**YOUR INSTRUCTIONS:** Copy the records below in full, changing no character.

□ □ □

//! Identifiers and raw records.
//!
//! An [`ObjectId`] is the opaque token keying one record in the object
//! table.  It is case-sensitive and never interpreted structurally — Xcode
//! writes 24-hex-digit tokens, but nothing here depends on that.
//!
//! A [`RawRecord`] is the untyped field map for one object, classified once
//! at table-build time and immutable afterwards.  Field accessors coerce
//! defensively: plist-to-JSON conversions routinely store numbers and
//! booleans as strings (`"0"`, `"1"`, `"46"`), so every numeric accessor
//! accepts both shapes.

use crate::error::{Error, Result};
use crate::kind::ObjectKind;
use serde_json::{Map, Value};
use std::fmt;

// ── ObjectId ─────────────────────────────────────────────────────────────────

/// Opaque identifier for one record, unique within a document.
#[derive(Debug, Clone, PartialEq, Eq, Hash, PartialOrd, Ord, serde::Serialize)]
pub struct ObjectId(String);

impl ObjectId {
    pub fn as_str(&self) -> &str {
        &self.0
    }
}

impl From<&str> for ObjectId {
    fn from(s: &str) -> Self {
        ObjectId(s.to_owned())
    }
}

impl From<String> for ObjectId {
    fn from(s: String) -> Self {
        ObjectId(s)
    }
}

impl fmt::Display for ObjectId {
    fn fmt(&self, f: &mut fmt::Formatter<'_>) -> fmt::Result {
        f.write_str(&self.0)
    }
}

// ── RawRecord ────────────────────────────────────────────────────────────────

/// One object's fields, exactly as decoded, plus its fixed classification.
#[derive(Debug, Clone)]
pub struct RawRecord {
    id:     ObjectId,
    kind:   ObjectKind,
    isa:    String,
    fields: Map<String, Value>,
}

impl RawRecord {
    /// Classify and wrap one record.  The `isa` discriminant must be a
    /// string; its *value* is never a reason to fail (unknown discriminants
    /// classify as [`ObjectKind::Unknown`]).
    pub fn new(id: ObjectId, fields: Map<String, Value>) -> Result<Self> {
        let isa = match fields.get("isa") {
            Some(Value::String(s)) => s.clone(),
            _ => {
                return Err(Error::MalformedDocument {
                    field:  "objects",
                    reason: "contains a record without a string `isa` discriminant",
                })
            }
        };
        let kind = ObjectKind::classify(&isa);
        Ok(RawRecord { id, kind, isa, fields })
    }

    pub fn id(&self) -> &ObjectId {
        &self.id
    }

    pub fn kind(&self) -> ObjectKind {
        self.kind
    }

    /// The raw discriminant as the document spelled it.  For known kinds
    /// this equals `kind().isa()`; for Unknown it is the only place the
    /// original spelling survives.
    pub fn isa(&self) -> &str {
        &self.isa
    }

    pub fn fields(&self) -> &Map<String, Value> {
        &self.fields
    }

    pub fn get(&self, field: &str) -> Option<&Value> {
        self.fields.get(field)
    }

    // ── Scalar accessors ─────────────────────────────────────────────────────

    /// Optional string field.  `Ok(None)` when absent, `MissingField` when
    /// present with a non-string shape.
    pub fn str_field(&self, field: &str) -> Result<Option<&str>> {
        match self.fields.get(field) {
            None => Ok(None),
            Some(Value::String(s)) => Ok(Some(s)),
            Some(_) => Err(self.missing(field)),
        }
    }

    /// Mandatory string field.
    pub fn required_str(&self, field: &str) -> Result<&str> {
        self.str_field(field)?.ok_or_else(|| self.missing(field))
    }

    /// Optional integer field, accepting both JSON numbers and numeric
    /// strings.
    pub fn int_field(&self, field: &str) -> Result<Option<i64>> {
        match self.fields.get(field) {
            None => Ok(None),
            Some(v) => coerce_int(v).map(Some).ok_or_else(|| self.missing(field)),
        }
    }

    pub fn required_int(&self, field: &str) -> Result<i64> {
        self.int_field(field)?.ok_or_else(|| self.missing(field))
    }

    /// Boolean-as-number field (`0`/`1`, possibly spelled as a string).
    /// Absent counts as `false`, matching how Xcode omits cleared flags.
    pub fn flag_field(&self, field: &str) -> Result<bool> {
        Ok(self.int_field(field)?.unwrap_or(0) != 0)
    }

    /// Ordered sequence of strings.  Absent yields an empty vec; a present
    /// field must be an array of strings.
    pub fn string_seq(&self, field: &str) -> Result<Vec<&str>> {
        match self.fields.get(field) {
            None => Ok(Vec::new()),
            Some(Value::Array(items)) => items
                .iter()
                .map(|v| v.as_str().ok_or_else(|| self.missing(field)))
                .collect(),
            Some(_) => Err(self.missing(field)),
        }
    }

    /// Nested raw mapping (e.g. `buildSettings`, `attributes`).  Content is
    /// deliberately left uninterpreted.
    pub fn dict_field(&self, field: &str) -> Result<Option<&Map<String, Value>>> {
        match self.fields.get(field) {
            None => Ok(None),
            Some(Value::Object(m)) => Ok(Some(m)),
            Some(_) => Err(self.missing(field)),
        }
    }

    // ── Identifier accessors (unresolved) ────────────────────────────────────

    pub fn id_field(&self, field: &str) -> Result<Option<ObjectId>> {
        Ok(self.str_field(field)?.map(ObjectId::from))
    }

    pub fn required_id(&self, field: &str) -> Result<ObjectId> {
        self.id_field(field)?.ok_or_else(|| self.missing(field))
    }

    /// Identifier sequence, source order preserved.  Absent yields an empty
    /// vec — a target with no build phases is a valid target.
    pub fn id_seq(&self, field: &str) -> Result<Vec<ObjectId>> {
        Ok(self.string_seq(field)?.into_iter().map(ObjectId::from).collect())
    }

    fn missing(&self, field: &str) -> Error {
        Error::MissingField {
            id:    self.id.clone(),
            field: field.to_owned(),
        }
    }
}

/// Accept `46`, `"46"` and `46.0`-style spellings of an integer.
fn coerce_int(v: &Value) -> Option<i64> {
    match v {
        Value::Number(n) => n.as_i64().or_else(|| n.as_f64().map(|f| f as i64)),
        Value::String(s) => s.trim().parse().ok(),
        _ => None,
    }
}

□ □ □

**ANSWER TO THIS TASK:**
//! Identifiers and raw records.
//!
//! An [`ObjectId`] is the opaque token keying one record in the object
//! table.  It is case-sensitive and never interpreted structurally — Xcode
//! writes 24-hex-digit tokens, but nothing here depends on that.
//!
//! A [`RawRecord`] is the untyped field map for one object, classified once
//! at table-build time and immutable afterwards.  Field accessors coerce
//! defensively: plist-to-JSON conversions routinely store numbers and
//! booleans as strings (`"0"`, `"1"`, `"46"`), so every numeric accessor
//! accepts both shapes.

use crate::error::{Error, Result};
use crate::kind::ObjectKind;
use serde_json::{Map, Value};
use std::fmt;

// ── ObjectId ─────────────────────────────────────────────────────────────────

/// Opaque identifier for one record, unique within a document.
#[derive(Debug, Clone, PartialEq, Eq, Hash, PartialOrd, Ord, serde::Serialize)]
pub struct ObjectId(String);

impl ObjectId {
    pub fn as_str(&self) -> &str {
        &self.0
    }
}

impl From<&str> for ObjectId {
    fn from(s: &str) -> Self {
        ObjectId(s.to_owned())
    }
}

impl From<String> for ObjectId {
    fn from(s: String) -> Self {
        ObjectId(s)
    }
}

impl fmt::Display for ObjectId {
    fn fmt(&self, f: &mut fmt::Formatter<'_>) -> fmt::Result {
        f.write_str(&self.0)
    }
}

// ── RawRecord ────────────────────────────────────────────────────────────────

/// One object's fields, exactly as decoded, plus its fixed classification.
#[derive(Debug, Clone)]
pub struct RawRecord {
    id:     ObjectId,
    kind:   ObjectKind,
    isa:    String,
    fields: Map<String, Value>,
}

impl RawRecord {
    /// Classify and wrap one record.  The `isa` discriminant must be a
    /// string; its *value* is never a reason to fail (unknown discriminants
    /// classify as [`ObjectKind::Unknown`]).
    pub fn new(id: ObjectId, fields: Map<String, Value>) -> Result<Self> {
        let isa = match fields.get("isa") {
            Some(Value::String(s)) => s.clone(),
            _ => {
                return Err(Error::MalformedDocument {
                    field:  "objects",
                    reason: "contains a record without a string `isa` discriminant",
                })
            }
        };
        let kind = ObjectKind::classify(&isa);
        Ok(RawRecord { id, kind, isa, fields })
    }

    pub fn id(&self) -> &ObjectId {
        &self.id
    }

    pub fn kind(&self) -> ObjectKind {
        self.kind
    }

    /// The raw discriminant as the document spelled it.  For known kinds
    /// this equals `kind().isa()`; for Unknown it is the only place the
    /// original spelling survives.
    pub fn isa(&self) -> &str {
        &self.isa
    }

    pub fn fields(&self) -> &Map<String, Value> {
        &self.fields
    }

    pub fn get(&self, field: &str) -> Option<&Value> {
        self.fields.get(field)
    }

    // ── Scalar accessors ─────────────────────────────────────────────────────

    /// Optional string field.  `Ok(None)` when absent, `MissingField` when
    /// present with a non-string shape.
    pub fn str_field(&self, field: &str) -> Result<Option<&str>> {
        match self.fields.get(field) {
            None => Ok(None),
            Some(Value::String(s)) => Ok(Some(s)),
            Some(_) => Err(self.missing(field)),
        }
    }

    /// Mandatory string field.
    pub fn required_str(&self, field: &str) -> Result<&str> {
        self.str_field(field)?.ok_or_else(|| self.missing(field))
    }

    /// Optional integer field, accepting both JSON numbers and numeric
    /// strings.
    pub fn int_field(&self, field: &str) -> Result<Option<i64>> {
        match self.fields.get(field) {
            None => Ok(None),
            Some(v) => coerce_int(v).map(Some).ok_or_else(|| self.missing(field)),
        }
    }

    pub fn required_int(&self, field: &str) -> Result<i64> {
        self.int_field(field)?.ok_or_else(|| self.missing(field))
    }

    /// Boolean-as-number field (`0`/`1`, possibly spelled as a string).
    /// Absent counts as `false`, matching how Xcode omits cleared flags.
    pub fn flag_field(&self, field: &str) -> Result<bool> {
        Ok(self.int_field(field)?.unwrap_or(0) != 0)
    }

    /// Ordered sequence of strings.  Absent yields an empty vec; a present
    /// field must be an array of strings.
    pub fn string_seq(&self, field: &str) -> Result<Vec<&str>> {
        match self.fields.get(field) {
            None => Ok(Vec::new()),
            Some(Value::Array(items)) => items
                .iter()
                .map(|v| v.as_str().ok_or_else(|| self.missing(field)))
                .collect(),
            Some(_) => Err(self.missing(field)),
        }
    }

    /// Nested raw mapping (e.g. `buildSettings`, `attributes`).  Content is
    /// deliberately left uninterpreted.
    pub fn dict_field(&self, field: &str) -> Result<Option<&Map<String, Value>>> {
        match self.fields.get(field) {
            None => Ok(None),
            Some(Value::Object(m)) => Ok(Some(m)),
            Some(_) => Err(self.missing(field)),
        }
    }

    // ── Identifier accessors (unresolved) ────────────────────────────────────

    pub fn id_field(&self, field: &str) -> Result<Option<ObjectId>> {
        Ok(self.str_field(field)?.map(ObjectId::from))
    }

    pub fn required_id(&self, field: &str) -> Result<ObjectId> {
        self.id_field(field)?.ok_or_else(|| self.missing(field))
    }

    /// Identifier sequence, source order preserved.  Absent yields an empty
    /// vec — a target with no build phases is a valid target.
    pub fn id_seq(&self, field: &str) -> Result<Vec<ObjectId>> {
        Ok(self.string_seq(field)?.into_iter().map(ObjectId::from).collect())
    }

    fn missing(&self, field: &str) -> Error {
        Error::MissingField {
            id:    self.id.clone(),
            field: field.to_owned(),
        }
    }
}

/// Accept `46`, `"46"` and `46.0`-style spellings of an integer.
fn coerce_int(v: &Value) -> Option<i64> {
    match v {
        Value::Number(n) => n.as_i64().or_else(|| n.as_f64().map(|f| f as i64)),
        Value::String(s) => s.trim().parse().ok(),
        _ => None,
    }
}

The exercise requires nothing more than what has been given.